The Mental Health Impacts of Internet Scams
Balcombe, Luke (2025) — International Journal of Environmental Research and Public Health
Type:
Journal Article
Country:
Australia
Tags:
victim experience, AI misuse, risk factors, prevention
Methods:
case study
AI-Generated Synopsis
Cyber fraud schemes have grown in sophistication and are increasingly prevalent in affluent countries such as Canada, the United States, the United Kingdom, and Australia. Within this landscape, Australia has demonstrated notable progress in developing intervention strategies and increasing public awareness. Yet, there remains a limited understanding of how victims experience shame and embarrassment, as well as the emotional toll of scams—such as anxiety and depression—along with trauma and the risk of suicide. To address this gap, the perspective article blends a narrative review of existing literature with a case study focused on a group subjected to an investment scam in Australia, with the aim of clarifying the factors associated with negative mental health outcomes after online fraud. The synthesis presented in the article indicates that internet scams produce a spectrum of emotional and social harms, including depression, anxiety, trauma, and social isolation, with these effects often persisting after substantial financial loss. The author contributes deeper insight into the pronounced mental health consequences and introduces a group whose members faced difficulties obtaining adequate support and access to mental health care in their response to a form of insidious organized crime. By centering the experiences of these victims, the work highlights how barriers to help and the covert nature of such crime shape victims’ reactions, underscoring the prolonged distress that can follow substantial loss when suitable support is unavailable or hard to obtain.

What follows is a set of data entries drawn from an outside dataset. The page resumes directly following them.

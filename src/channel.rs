//! Client Channel abstraction (§6).
//!
//! The queueing and matchmaking services never talk to a transport
//! directly; they push notifications through this trait. Production code
//! wires it to whatever session layer the embedder uses (RCON, a game
//! server plugin bridge, a websocket, ...). Tests use an in-memory
//! implementation that records what it was sent.

use std::net::IpAddr;

use async_trait::async_trait;

use crate::player::DequeueReason;

/// Why a channel failed to deliver a notification.
#[derive(Debug, Clone, thiserror::Error)]
pub enum ChannelError {
    #[error("channel closed")]
    Closed,
    #[error("delivery failed: {0}")]
    DeliveryFailed(String),
}

/// Why matchmaking gave up on a player (§4.7).
#[derive(Debug, Clone, Copy, PartialEq, Eq)]
pub enum MatchmakingFailure {
    Timeout,
    NoSuitableServer,
    Cancelled,
}

/// The push side of a player's connection.
///
/// Every method here is a best-effort notification: implementations
/// should never panic, and should prefer returning `Err` over blocking
/// indefinitely. Callers that need a deadline (e.g. `notify_join`, whose
/// reply gates a state transition) wrap the call in `tokio::time::timeout`
/// themselves, so implementations should not impose their own.
#[async_trait]
pub trait ClientChannel: Send + Sync {
    /// Tell the player to connect to `ip:port`, and await confirmation
    /// that the client accepted the instruction.
    ///
    /// `Ok(true)` is synchronous delivery-success, `Ok(false)` is
    /// synchronous delivery-failure (both count as a completed attempt);
    /// `Err` is an unexpected exception, mapped to `DequeueReason::Unknown`
    /// by the caller. A caller-side timeout is a third, distinct outcome
    /// the trait itself has no variant for.
    async fn notify_join(&self, ip: IpAddr, port: u16) -> Result<bool, ChannelError>;

    /// Tell the player their position changed in a queue of `length`.
    async fn notify_queue_position(&self, position: usize, length: usize);

    /// Tell the player they were dequeued without joining.
    async fn notify_removed(&self, reason: DequeueReason);

    /// Tell the player a match was found and which server to join.
    async fn notify_match_found(&self, ip: IpAddr, port: u16);

    /// Tell the player matchmaking did not find them a server.
    async fn notify_matchmaking_failed(&self, reason: MatchmakingFailure);
}

/// A channel that drops every notification. Useful for tests that only
/// care about queue/registry mechanics, not delivery.
pub struct NullChannel;

#[async_trait]
impl ClientChannel for NullChannel {
    async fn notify_join(&self, _ip: IpAddr, _port: u16) -> Result<bool, ChannelError> {
        Ok(true)
    }

    async fn notify_queue_position(&self, _position: usize, _length: usize) {}

    async fn notify_removed(&self, _reason: DequeueReason) {}

    async fn notify_match_found(&self, _ip: IpAddr, _port: u16) {}

    async fn notify_matchmaking_failed(&self, _reason: MatchmakingFailure) {}
}
//! Purpose: Define a stable, structured schema for non-fatal stderr notices.
//! Exports: `Notice`, `notice_json`, `skip_notice`.
//! Role: Shared contract helper for CLI diagnostics such as skipped search-path entries.
//! Invariants: Notices are non-fatal and never alter stdout payloads.
//! Invariants: JSON schema is stable once published; fields are additive-only.
use serde_json::{Map, Value, json};

use crate::core::exec::SkipDiagnostic;

#[derive(Debug, Clone, PartialEq, Eq)]
pub struct Notice {
    pub kind: String,
    pub time: String,
    pub cmd: String,
    pub message: String,
    pub details: Map<String, Value>,
}

pub fn notice_json(notice: &Notice) -> Value {
    let mut inner = Map::new();
    inner.insert("kind".to_string(), json!(notice.kind));
    inner.insert("time".to_string(), json!(notice.time));
    inner.insert("cmd".to_string(), json!(notice.cmd));
    inner.insert("message".to_string(), json!(notice.message));
    inner.insert("details".to_string(), Value::Object(notice.details.clone()));

    let mut outer = Map::new();
    outer.insert("notice".to_string(), Value::Object(inner));
    Value::Object(outer)
}

pub fn skip_notice(skip: &SkipDiagnostic, time: String) -> Notice {
    let mut details = Map::new();
    details.insert("entry".to_string(), json!(skip.entry));
    details.insert("candidate_len".to_string(), json!(skip.candidate_len));
    details.insert(
        "max_len".to_string(),
        json!(crate::core::exec::MAX_CANDIDATE_LEN),
    );
    Notice {
        kind: "path_entry_skipped".to_string(),
        time,
        cmd: "exec".to_string(),
        message: "search path entry too long, skipped".to_string(),
        details,
    }
}
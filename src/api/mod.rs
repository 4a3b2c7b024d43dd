//! Purpose: Define the stable public Rust API boundary for zfs-bootstrap.
//! Exports: Core types and operations needed by the CLI and library callers.
//! Role: Public, additive-only surface over the core modules.
//! Invariants: Callers build a `ModuleConfig` once and pass it in; nothing here reads ambient state.

mod handle;

pub use crate::core::config::ModuleConfig;
pub use crate::core::diag::{
    CommandNotifier, NoopNotifier, RollbackNotifier, init_error_hint, kernel_version,
    notify_rollback, shares_object_ino,
};
pub use crate::core::error::{Error, ErrorKind, shell_exit_code, to_exit_code};
pub use crate::core::exec::{
    ExecAttempt, ExecBackend, ExecOutcome, ExecRequest, OsExecBackend, SkipDiagnostic, execvpe,
    execvpe_with,
};
pub use crate::core::module::{
    ModuleBackend, ModuleState, OsModuleBackend, WaitPolicy, ensure_ready, module_state,
};
pub use handle::{ApiResult, Handle, with_init_hint};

The discussion leads to practical implications, underscoring the need for improved education, resilience-building, and more robust support systems. The identified shortcomings motivate calls for strategies that tailor digital mental health services to victims of scams, including emotionally attuned, trauma-informed digital companionship delivered through human-like artificial intelligence applications. Such approaches are proposed as supplements to traditional care, with the aim of enhancing accessibility and relevance of mental health support for those affected by pervasive and evolving online fraud.